ASSIGNMENT: Go line by line through the data below, counting each one that has "format", and give the final count only.

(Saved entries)
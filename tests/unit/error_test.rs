//! Tests for error types

use std::time::Duration;

use jobico_executor::core::{ErrorSet, ExecutorError};

#[test]
fn test_queue_error() {
    let err = ExecutorError::Queue("connection refused".to_string());
    assert_eq!(format!("{}", err), "queue error: connection refused");
}

#[test]
fn test_module_error_names_module() {
    let err = ExecutorError::Module {
        module: "t1/p1/e1".to_string(),
        reason: "malloc failed".to_string(),
    };
    assert_eq!(format!("{}", err), "error in module t1/p1/e1: malloc failed");
}

#[test]
fn test_module_timeout_error() {
    let err = ExecutorError::ModuleTimeout {
        module: "t1/p1/e1".to_string(),
        after: Duration::from_secs(2),
    };
    assert_eq!(format!("{}", err), "module t1/p1/e1 timed out after 2s");
}

#[test]
fn test_serialization_error_converts() {
    let json_err = serde_json::from_str::<u64>("nope").unwrap_err();
    let err: ExecutorError = json_err.into();
    assert!(matches!(err, ExecutorError::Serialization(_)));
}

#[test]
fn test_error_set_keeps_every_failure() {
    let mut set = ErrorSet::new();
    set.extend([
        ExecutorError::Timeout("closing module a".to_string()),
        ExecutorError::Catalog("stream gone".to_string()),
    ]);
    assert_eq!(set.errors().len(), 2);
    let err = set.into_result().unwrap_err();
    assert_eq!(
        err.to_string(),
        "closing module a timed out\ncatalog error: stream gone"
    );
}

#[test]
fn test_executor_error_into_anyhow() {
    fn edge() -> jobico_executor::core::AppResult<()> {
        let res: Result<(), ExecutorError> = Err(ExecutorError::Config("bad".to_string()));
        res?;
        Ok(())
    }
    let err = edge().unwrap_err();
    assert!(err.downcast_ref::<ExecutorError>().is_some());
}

TASK RESULT: 3